Filippo Valsorda: It’s exciting. I like it. Yeah.
julia ferraioli: I actually started with statically typed languages, which I think shows my age more than anything ‘cause Python was this upstart and…
wasn’t really taught at that point in time. So okay, you are a cryptographer, which is an area I know very little about. [laughter] So, this is gonna be a fun conversation. [laughter]
Filippo Valsorda: I always say that if we do our job well, that should be the consequence. Nobody else should know, need to know about this. I also think that it’s often depicted as a more esoteric and almost shamanic thing than it is, but yep. I eventually accepted wearing the hat of cryptographer, although there’s a whole discourse around at what point can you call yourself a cryptographer.
julia ferraioli: I picture in my head lots of functions [chuckle] with data going in and out and then, yeah. So, unfortunately this is [laughter] not video, but I see the whiteboard in the background with lots of, with functions probably…
Filippo Valsorda: Yep, boxes and drawing…going into ChaCha20-Poly1305. And yep. [laughter]
Maintaining the libraries that keep us safe
julia ferraioli: So when we talk about open source and maintainership, we often talk about cultivating a community and nurturing contributors, etcetera, but I realize that when you’re talking about stuff that’s used in security, it’s probably a bit different. What is that like for you?
Filippo Valsorda: There’s a tension. So, I both fall in the camp of “don’t roll your own crypto” is more harmful than helpful as a saying because the overconfident people don’t listen to it. And people who are good but lack self-confidence listen to it. And those are two negatives. So, it neither stops people from doing things they shouldn’t, but at the same time stops people from believing in themselves. But at the same time, I was realizing this while reading some of the previous episodes, that I do have a very different experience with maintainership than maintainers of, I guess projects in other fields or other areas, because a lot of my job is saying “no”. And I know that that’s true of all maintainers that have a clear idea for their project, but in my case, I almost always want people to file an issue and never, ever, ever open a PR because I am probably not going to merge it.

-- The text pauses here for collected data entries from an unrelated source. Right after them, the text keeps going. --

/**
 * Responsibility
 * - repo が上位に伝える意味の定義
 */
use thiserror::Error;

#[derive(Debug, Error, PartialEq, Eq)]
pub enum RepoError {
    #[error("conflict: id {0} already exists")]
    Conflict(String),
}
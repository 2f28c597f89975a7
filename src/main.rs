mod cli;
mod error;
mod transcoder;

use error::TranscodeError;

fn run_converter(cli: cli::Cli) -> Result<(), TranscodeError> {
    let cli::Cli { input, output } = cli;

    transcoder::convert_file(&input, &output)?;

    println!("Converted {} to {}", input.display(), output.display());

    Ok(())
}

fn main() {
    let cli = match cli::parse() {
        Ok(cli) => cli,
        Err(usage) => {
            println!("{usage}");
            std::process::exit(1);
        }
    };

    if let Err(error) = run_converter(cli) {
        eprintln!("spv2inl error: {error}");
        std::process::exit(1);
    }
}
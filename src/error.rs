use std::path::PathBuf;

#[derive(Debug)]
pub enum TranscodeError {
    Read {
        path: PathBuf,
        source: std::io::Error,
    },
    Write {
        path: PathBuf,
        source: std::io::Error,
    },
}

impl TranscodeError {
    pub fn read(path: impl Into<PathBuf>) -> impl FnOnce(std::io::Error) -> Self {
        let path = path.into();
        move |source| Self::Read { path, source }
    }

    pub fn write(path: impl Into<PathBuf>) -> impl FnOnce(std::io::Error) -> Self {
        let path = path.into();
        move |source| Self::Write { path, source }
    }
}

impl std::fmt::Display for TranscodeError {
    fn fmt(&self, f: &mut std::fmt::Formatter<'_>) -> std::fmt::Result {
        match self {
            Self::Read { path, source } => f.write_fmt(format_args!(
                "Couldn't read {}: {source}",
                path.display()
            )),
            Self::Write { path, source } => f.write_fmt(format_args!(
                "Couldn't write {}: {source}",
                path.display()
            )),
        }
    }
}

impl std::error::Error for TranscodeError {
    fn source(&self) -> Option<&(dyn std::error::Error + 'static)> {
        match self {
            Self::Read { source, .. } | Self::Write { source, .. } => Some(source),
        }
    }
}
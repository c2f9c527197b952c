//! Square-attack detection over the rules engine's lookup tables.
//!
//! Used for two things: deciding whether the side to move stands in check
//! (status classification) and whether a queen/rook destination hangs the
//! piece (blunder penalty). Legal-move lists cannot answer either question
//! here because `cozy_chess` only enumerates moves for the side to move,
//! so enemy attacks never appear in them.

use cozy_chess::{
    get_bishop_moves, get_king_moves, get_knight_moves, get_pawn_attacks, get_rook_moves,
    BitBoard, Board, Color, Piece, Square,
};

/// All pieces of `by` that attack `sq` under the current occupancy.
pub fn attackers_to(board: &Board, sq: Square, by: Color) -> BitBoard {
    let occupied = board.occupied();
    let rooks = board.pieces(Piece::Rook) | board.pieces(Piece::Queen);
    let bishops = board.pieces(Piece::Bishop) | board.pieces(Piece::Queen);

    let mut attackers = BitBoard::EMPTY;
    attackers |= get_knight_moves(sq) & board.pieces(Piece::Knight);
    attackers |= get_king_moves(sq) & board.pieces(Piece::King);
    // A pawn of `by` attacks sq iff a pawn of the other color on sq would attack it back
    attackers |= get_pawn_attacks(sq, !by) & board.pieces(Piece::Pawn);
    attackers |= get_rook_moves(sq, occupied) & rooks;
    attackers |= get_bishop_moves(sq, occupied) & bishops;

    attackers & board.colors(by)
}

pub fn is_attacked_by(board: &Board, sq: Square, by: Color) -> bool {
    !attackers_to(board, sq, by).is_empty()
}

#[cfg(test)]
#[path = "attacks_tests.rs"]
mod attacks_tests;
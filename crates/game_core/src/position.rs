//! Board facade over `cozy_chess`.
//!
//! Wraps `cozy_chess::Board` so the rest of the workspace works with one
//! immutable `Position` type: parse a FEN, enumerate moves, apply one, read
//! the outcome. `apply` returns a fresh position; nothing mutates in place.

use cozy_chess::{Board, Color, Piece, Square};

use crate::error::PlayError;
use crate::moves::LegalMove;
use crate::status::{EndMethod, Outcome};

/// An immutable snapshot of one board position.
#[derive(Clone, Debug)]
pub struct Position {
    board: Board,
}

impl Position {
    /// The standard initial position.
    pub fn startpos() -> Self {
        Self {
            board: Board::default(),
        }
    }

    /// Parses a FEN string. Leading/trailing whitespace is tolerated.
    pub fn from_fen(fen: &str) -> Result<Self, PlayError> {
        let board = fen
            .trim()
            .parse::<Board>()
            .map_err(|e| PlayError::InvalidFen(format!("{e:?}")))?;
        Ok(Self { board })
    }

    /// Serializes the position back to FEN.
    pub fn fen(&self) -> String {
        self.board.to_string()
    }

    pub fn side_to_move(&self) -> Color {
        self.board.side_to_move()
    }

    pub fn piece_on(&self, sq: Square) -> Option<Piece> {
        self.board.piece_on(sq)
    }

    pub fn king(&self, color: Color) -> Square {
        self.board.king(color)
    }

    /// Whether the side to move is currently in check.
    pub fn in_check(&self) -> bool {
        !self.board.checkers().is_empty()
    }

    /// Access to the underlying rules-engine board, for attack lookups.
    pub fn board(&self) -> &Board {
        &self.board
    }

    /// Applies a legal move and returns the resulting position.
    pub fn apply(&self, mv: &LegalMove) -> Result<Position, PlayError> {
        let mut board = self.board.clone();
        board
            .try_play(mv.raw())
            .map_err(|_| PlayError::IllegalMove(mv.to_string()))?;
        Ok(Self { board })
    }

    /// Derives the game outcome for this position.
    ///
    /// Derived explicitly rather than from `Board::status` so that draw
    /// methods stay distinguishable: checkmate and stalemate come from the
    /// legal-move count plus the check state, the fifty-move rule from the
    /// halfmove clock. Threefold repetition needs game history, which a
    /// single position does not carry, and is left to the caller.
    pub fn outcome(&self) -> Outcome {
        let has_moves = self.board.generate_moves(|_| true);
        if !has_moves {
            if self.in_check() {
                // Side to move is checkmated
                return match self.board.side_to_move() {
                    Color::White => Outcome::BlackWins(EndMethod::Checkmate),
                    Color::Black => Outcome::WhiteWins(EndMethod::Checkmate),
                };
            }
            return Outcome::Draw(EndMethod::Stalemate);
        }
        if self.board.halfmove_clock() >= 100 {
            return Outcome::Draw(EndMethod::FiftyMoveRule);
        }
        Outcome::None
    }
}

#[cfg(test)]
#[path = "position_tests.rs"]
mod position_tests;
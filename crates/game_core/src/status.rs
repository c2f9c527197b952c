//! Game-status classification.
//!
//! Status is derived, never stored: every query recomputes it from the
//! position, its outcome, and the legal-move list.

use std::fmt;

use serde::{Deserialize, Serialize};

use crate::attacks::is_attacked_by;
use crate::moves::LegalMove;
use crate::position::Position;

/// How a decisive outcome was reached.
#[derive(Clone, Copy, Debug, PartialEq, Eq)]
pub enum EndMethod {
    Checkmate,
    Stalemate,
    FiftyMoveRule,
}

/// Decisive result of a position, if any.
#[derive(Clone, Copy, Debug, PartialEq, Eq)]
pub enum Outcome {
    None,
    WhiteWins(EndMethod),
    BlackWins(EndMethod),
    Draw(EndMethod),
}

impl Outcome {
    pub fn is_decisive(&self) -> bool {
        !matches!(self, Outcome::None)
    }

    /// Winner label for the caller-facing report: `"white"`, `"black"`,
    /// `"draw"`, or empty while the game is running.
    pub fn winner_label(&self) -> &'static str {
        match self {
            Outcome::WhiteWins(_) => "white",
            Outcome::BlackWins(_) => "black",
            Outcome::Draw(_) => "draw",
            Outcome::None => "",
        }
    }
}

/// Reported game state after a move or on a status query.
#[derive(Clone, Copy, Debug, PartialEq, Eq, Serialize, Deserialize)]
#[serde(rename_all = "snake_case")]
pub enum GameStatus {
    Ongoing,
    Check,
    Checkmate,
    Draw,
    WhiteWins,
    BlackWins,
}

impl fmt::Display for GameStatus {
    fn fmt(&self, f: &mut fmt::Formatter<'_>) -> fmt::Result {
        let s = match self {
            GameStatus::Ongoing => "ongoing",
            GameStatus::Check => "check",
            GameStatus::Checkmate => "checkmate",
            GameStatus::Draw => "draw",
            GameStatus::WhiteWins => "white_wins",
            GameStatus::BlackWins => "black_wins",
        };
        f.write_str(s)
    }
}

/// Classifies the game state from position + outcome + legal-move list.
///
/// Checkmate takes precedence over the generic win labels. A non-decisive
/// outcome with an empty move list would mean the rules engine broke its
/// own invariant (stalemate/checkmate must be reported as decisive); the
/// classifier does not resolve that and reports the position as ongoing.
pub fn classify(pos: &Position, outcome: Outcome, moves: &[LegalMove]) -> GameStatus {
    match outcome {
        Outcome::WhiteWins(EndMethod::Checkmate) | Outcome::BlackWins(EndMethod::Checkmate) => {
            GameStatus::Checkmate
        }
        Outcome::WhiteWins(_) => GameStatus::WhiteWins,
        Outcome::BlackWins(_) => GameStatus::BlackWins,
        Outcome::Draw(_) => GameStatus::Draw,
        Outcome::None => {
            if moves.is_empty() {
                return GameStatus::Ongoing;
            }
            let stm = pos.side_to_move();
            if is_attacked_by(pos.board(), pos.king(stm), !stm) {
                GameStatus::Check
            } else {
                GameStatus::Ongoing
            }
        }
    }
}

#[cfg(test)]
#[path = "status_tests.rs"]
mod status_tests;
//! Difficulty tiers and their heuristic weights.

/// Heuristic weights for one difficulty tier.
///
/// `depth` is informational only: this engine scores single-ply and never
/// searches. One immutable profile is built per request.
#[derive(Clone, Copy, Debug, PartialEq)]
pub struct StrategyProfile {
    pub depth: u8,
    /// Probability-style knob in [0, 1] feeding the selector's random
    /// branches and the scoring jitter.
    pub random_factor: f64,
    pub prefer_captures: bool,
    pub prefer_center: bool,
    pub avoid_blunders: bool,
}

impl StrategyProfile {
    pub fn easy() -> Self {
        Self {
            depth: 1,
            random_factor: 0.4,
            prefer_captures: false,
            prefer_center: false,
            avoid_blunders: false,
        }
    }

    pub fn medium() -> Self {
        Self {
            depth: 2,
            random_factor: 0.2,
            prefer_captures: true,
            prefer_center: true,
            avoid_blunders: true,
        }
    }

    pub fn hard() -> Self {
        Self {
            depth: 3,
            random_factor: 0.05,
            prefer_captures: true,
            prefer_center: true,
            avoid_blunders: true,
        }
    }

    /// Case-insensitive tier lookup. Unrecognized names fall back to
    /// medium rather than erroring.
    pub fn for_tier(tier: &str) -> Self {
        match tier.to_ascii_lowercase().as_str() {
            "easy" => Self::easy(),
            "medium" => Self::medium(),
            "hard" => Self::hard(),
            _ => Self::medium(),
        }
    }
}

#[cfg(test)]
#[path = "strategy_tests.rs"]
mod strategy_tests;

And as I was thinking about how to talk about this, I worry that it will all sound extremely arrogant, [laughter] but a problem that we have is that we need to keep a standard of correctness that’s extremely high, and that’s… Doesn’t necessarily mean that other people can’t maintain it, but you need a coherent style to do that sometimes, even more than in other projects. And you need to be deeply familiar with all the parts of the codebase. Oftentimes the security expert is just the person who knows the system better than whoever else designed it or interacts with it. And so the result is that you want to have written that code, or people who you know the style of, and you already have an ongoing and long-lasting relationship with. So the result is that I have this view of contributions that…it’s a little skewed. I don’t feel like contributing a PR is necessarily a contribution that reduces a burden on maintainers. I always found the refrain of, well, if you’re using that project, you should contribute back.
…Actually contributing back is something that will require more effort from the maintainer to review things to ensure that they’re correct. And I think this is more true, in my line of work, because I need to make sure that [with] anything that patches the cryptography libraries, we can manage that complexity budget and that we can test it very effectively, and that it doesn’t interact poorly with other things. It’s not an unsafe API that will cause the next 10 years of Go developers to shoot themselves in the foot. And so there’s all this extra work with every contribution. But I guess it’s true in all projects in some way. It’s just maybe the balance is a little, is different when you work on security.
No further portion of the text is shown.